Acute Changes In Mechanogrowth Factor And Insulin-like Growth Factor I Are Related To Long-term Myofiber Hypertrophy

Abstract

Load-mediated increases in expression of insulin like growth factor-I (IGF-I) and its muscle-specific splice variant, mechano-growth factor (MGF = IGF-IEc), are both thought to play important roles during myofiber hypertrophy. PURPOSE We tested whether load-induced increases in one or both of these mitogenic factors was predictive of long-term hypertrophy by evaluating acute gene expression changes following a single resistance loading (RL) bout and correlating those responses to magnitudes of myofiber hypertrophy after 16 wk RL. METHODS Twenty-two healthy adults consented to 3 vastus lateralis biopsies; before any exercise, 24h after the first bout of RL, and after 16 wk of RL (3 d/wk, 3 sets × 8–12 repetitions to volitional fatigue of squat, leg press, knee extension). Gene expression levels were determined by relative RT-PCR with 18S as an internal standard. Zero-order correlations were tested between levels of acute RL-mediated changes in IGF-I and MGF mRNA expression and 16 wk changes in CSA of type I, IIa, and all type II myofibers, as well as mean fiber area (MFA).
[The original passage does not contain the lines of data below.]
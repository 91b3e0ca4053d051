use anyhow::Result;

use crate::catalog::load_catalog;

/// Summarize the catalog against the household settings without planning.
pub fn check(config: crate::config::Config) -> Result<()> {
    let catalog = load_catalog(&config.catalog.path)?;
    config.household.validate()?;

    println!("recipes: {}", catalog.len());

    for meal_type in config.household.meal_types.iter() {
        let tagged = catalog
            .iter()
            .filter(|recipe| recipe.is_tagged_for(*meal_type))
            .count();
        println!("  {:<9} {tagged} tagged", meal_type.to_string());
    }

    let skipped = config
        .household
        .slots()
        .filter(|slot| config.household.is_skipped(slot))
        .count();
    let to_fill = config.household.slot_count() - skipped;
    println!("slots to fill: {to_fill} ({skipped} skipped)");

    if config.household.repeat_policy == mealweek_shared::household::RepeatPolicy::NoRepeat
        && catalog.len() < to_fill
    {
        tracing::warn!(
            recipes = catalog.len(),
            slots = to_fill,
            "Catalog smaller than the week, recipes will repeat"
        );
    }

    Ok(())
}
RESULTS Acute mRNA changes ranged −16 to +356% for MGF and −35 to +200% for IGF-I with mean ± SE increases of 93 ± 19% and 61 ± 13%, respectively. Acute changes in MGF were predictive of changes in type IIa (r=0.65, p<0.005), all type II (r=0.54, p<0.05), and MFA (r=0.62, p<0.005) but not type I myofibers, while acute changes in IGF-I mRNA were only related to changes in type II fiber CSA (r=0.55, p<0.05). CONCLUSIONS While type I hypertrophy was modest (14 ± 3%) and was not related to acute changes in MGF and IGF-I mRNAs, changes in these mitogenic factors were related to hypertrophy of type II myofibers (25 ± 6%). These data suggest locally-expressed growth factors that are induced by mechanical load are involved in the well-known preferential hypertrophy of type II myofibers consequent to resistance training. Based on these findings, we speculate MGF may play a more important role than IGF-I in this growth adaptation. Supported by NIH Grant R01 AG17896 and GCRC M01 RR00032.